Er orientierte sich zunächst am Kubismus und Expressionismus. 1916 schloss sich Richter in Zürich den Dadaisten an. 1921 kam er zum experimentellen Film, wobei Richter dessen abstrakte Spielart (Film als musikalische Analogie) wesentlich weiterentwickelte. Neben Oskar Fischinger, Walter Ruttmann und dem Schweden Viking Eggeling zählt Hans Richter zu den bedeutendsten Vertretern des frühen abstrakten Films in Deutschland. 1941 emigrierte Richter über Frankreich und Portugal in die USA.

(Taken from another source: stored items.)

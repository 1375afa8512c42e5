//! In-memory implementation of the todo-list backend's REST surface.
//!
//! Mirrors the real server's routes under `/api`: CRUD for todos and
//! lists, a health probe, sequential numeric ids, and `{"error": ...}`
//! bodies on failure. State lives in a `RwLock`-guarded store, so a fresh
//! `app()` starts empty and each test gets its own.

use std::{collections::HashMap, sync::Arc};

use axum::{
    extract::{Path, State},
    http::StatusCode,
    response::{IntoResponse, Response},
    routing::get,
    Json, Router,
};
use serde::{Deserialize, Serialize};
use serde_json::json;
use tokio::{net::TcpListener, sync::RwLock};

#[derive(Clone, Debug, Serialize, Deserialize)]
pub struct Todo {
    pub id: u64,
    pub title: String,
    #[serde(rename = "listId")]
    pub list_id: u64,
    pub done: bool,
    pub due: String,
}

#[derive(Clone, Debug, Serialize, Deserialize)]
pub struct List {
    pub id: u64,
    pub name: String,
    #[serde(default, skip_serializing_if = "Vec::is_empty")]
    pub todos: Vec<Todo>,
}

#[derive(Deserialize)]
pub struct CreateTodo {
    pub title: String,
    #[serde(default, rename = "listId")]
    pub list_id: u64,
    #[serde(default)]
    pub done: bool,
    #[serde(default)]
    pub due: String,
}

#[derive(Deserialize)]
pub struct UpdateTodo {
    pub title: Option<String>,
    #[serde(rename = "listId")]
    pub list_id: Option<u64>,
    pub done: Option<bool>,
    pub due: Option<String>,
}

#[derive(Deserialize)]
pub struct CreateList {
    pub name: String,
}

#[derive(Deserialize)]
pub struct UpdateList {
    pub name: Option<String>,
}

#[derive(Default)]
pub struct Store {
    todos: HashMap<u64, Todo>,
    lists: HashMap<u64, List>,
    next_todo_id: u64,
    next_list_id: u64,
}

pub type Db = Arc<RwLock<Store>>;

pub fn app() -> Router {
    let db: Db = Arc::new(RwLock::new(Store::default()));
    let api = Router::new()
        .route("/health", get(health))
        .route("/todos", get(list_todos).post(create_todo))
        .route(
            "/todos/{id}",
            get(get_todo).put(update_todo).delete(delete_todo),
        )
        .route("/lists", get(list_lists).post(create_list))
        .route(
            "/lists/{id}",
            get(get_list).put(update_list).delete(delete_list),
        )
        .with_state(db);
    Router::new().nest("/api", api)
}

pub async fn run(listener: TcpListener) -> Result<(), std::io::Error> {
    axum::serve(listener, app()).await
}

fn error_json(status: StatusCode, message: &str) -> Response {
    (status, Json(json!({ "error": message }))).into_response()
}

/// Ids arrive as path strings; the real server rejects non-numeric ones
/// with a 400 before touching storage.
fn parse_id(raw: &str, resource: &str) -> Result<u64, Response> {
    raw.parse().map_err(|_| {
        error_json(
            StatusCode::BAD_REQUEST,
            &format!("Invalid {resource} ID"),
        )
    })
}

async fn health() -> Json<serde_json::Value> {
    Json(json!({ "message": "Server is running" }))
}

async fn list_todos(State(db): State<Db>) -> Json<Vec<Todo>> {
    let store = db.read().await;
    Json(store.todos.values().cloned().collect())
}

async fn create_todo(State(db): State<Db>, Json(input): Json<CreateTodo>) -> Response {
    let mut store = db.write().await;
    store.next_todo_id += 1;
    let todo = Todo {
        id: store.next_todo_id,
        title: input.title,
        list_id: input.list_id,
        done: input.done,
        due: input.due,
    };
    store.todos.insert(todo.id, todo.clone());
    (StatusCode::CREATED, Json(todo)).into_response()
}

async fn get_todo(State(db): State<Db>, Path(id): Path<String>) -> Response {
    let id = match parse_id(&id, "todo") {
        Ok(id) => id,
        Err(resp) => return resp,
    };
    let store = db.read().await;
    match store.todos.get(&id) {
        Some(todo) => Json(todo.clone()).into_response(),
        None => error_json(StatusCode::NOT_FOUND, "Todo not found"),
    }
}

async fn update_todo(
    State(db): State<Db>,
    Path(id): Path<String>,
    Json(input): Json<UpdateTodo>,
) -> Response {
    let id = match parse_id(&id, "todo") {
        Ok(id) => id,
        Err(resp) => return resp,
    };
    let mut store = db.write().await;
    let Some(todo) = store.todos.get_mut(&id) else {
        return error_json(StatusCode::NOT_FOUND, "Todo not found");
    };
    if let Some(title) = input.title {
        todo.title = title;
    }
    if let Some(list_id) = input.list_id {
        todo.list_id = list_id;
    }
    if let Some(done) = input.done {
        todo.done = done;
    }
    if let Some(due) = input.due {
        todo.due = due;
    }
    Json(todo.clone()).into_response()
}

async fn delete_todo(State(db): State<Db>, Path(id): Path<String>) -> Response {
    let id = match parse_id(&id, "todo") {
        Ok(id) => id,
        Err(resp) => return resp,
    };
    let mut store = db.write().await;
    match store.todos.remove(&id) {
        Some(_) => StatusCode::NO_CONTENT.into_response(),
        None => error_json(StatusCode::NOT_FOUND, "Todo not found"),
    }
}

async fn list_lists(State(db): State<Db>) -> Json<Vec<List>> {
    let store = db.read().await;
    Json(store.lists.values().cloned().collect())
}

async fn create_list(State(db): State<Db>, Json(input): Json<CreateList>) -> Response {
    let mut store = db.write().await;
    store.next_list_id += 1;
    let list = List {
        id: store.next_list_id,
        name: input.name,
        todos: Vec::new(),
    };
    store.lists.insert(list.id, list.clone());
    (StatusCode::CREATED, Json(list)).into_response()
}

/// Single-list fetches embed the list's todos, as the real server does.
async fn get_list(State(db): State<Db>, Path(id): Path<String>) -> Response {
    let id = match parse_id(&id, "list") {
        Ok(id) => id,
        Err(resp) => return resp,
    };
    let store = db.read().await;
    match store.lists.get(&id) {
        Some(list) => {
            let mut list = list.clone();
            list.todos = store
                .todos
                .values()
                .filter(|todo| todo.list_id == id)
                .cloned()
                .collect();
            Json(list).into_response()
        }
        None => error_json(StatusCode::NOT_FOUND, "List not found"),
    }
}

async fn update_list(
    State(db): State<Db>,
    Path(id): Path<String>,
    Json(input): Json<UpdateList>,
) -> Response {
    let id = match parse_id(&id, "list") {
        Ok(id) => id,
        Err(resp) => return resp,
    };
    let mut store = db.write().await;
    let Some(list) = store.lists.get_mut(&id) else {
        return error_json(StatusCode::NOT_FOUND, "List not found");
    };
    if let Some(name) = input.name {
        list.name = name;
    }
    Json(list.clone()).into_response()
}

async fn delete_list(State(db): State<Db>, Path(id): Path<String>) -> Response {
    let id = match parse_id(&id, "list") {
        Ok(id) => id,
        Err(resp) => return resp,
    };
    let mut store = db.write().await;
    match store.lists.remove(&id) {
        Some(_) => StatusCode::NO_CONTENT.into_response(),
        None => error_json(StatusCode::NOT_FOUND, "List not found"),
    }
}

Leben[Bearbeiten | Quelltext bearbeiten]

Hans Richter auf einem Gruppenfoto zum Ersten Internationalen Kongress fortschrittlicher Künstler in Düsseldorf, 29. bis 31. Mai 1922

Hans Richter, Sohn des Legationsrates Moritz Richter und der Ida Gabriela Rothschild, begann bereits im Alter von 14 Jahren mit ersten grafischen Arbeiten. 1906 begann er ein Studium der Architektur. Zwei Jahre später begann Richter seine Studien an der Akademie der Künste in Berlin und ab 1909 an der Kunstschule in Weimar. Richter wendete sich schnell der künstlerischen Avantgarde seiner Zeit zu, neben Kontakten zum expressionistischen Sturm, herausgegeben von Herwarth Walden, war er für die Zeitschrift Aktion tätig. Im Bereich der Malerei entstanden kubistische Werke wie Violoncello (1914).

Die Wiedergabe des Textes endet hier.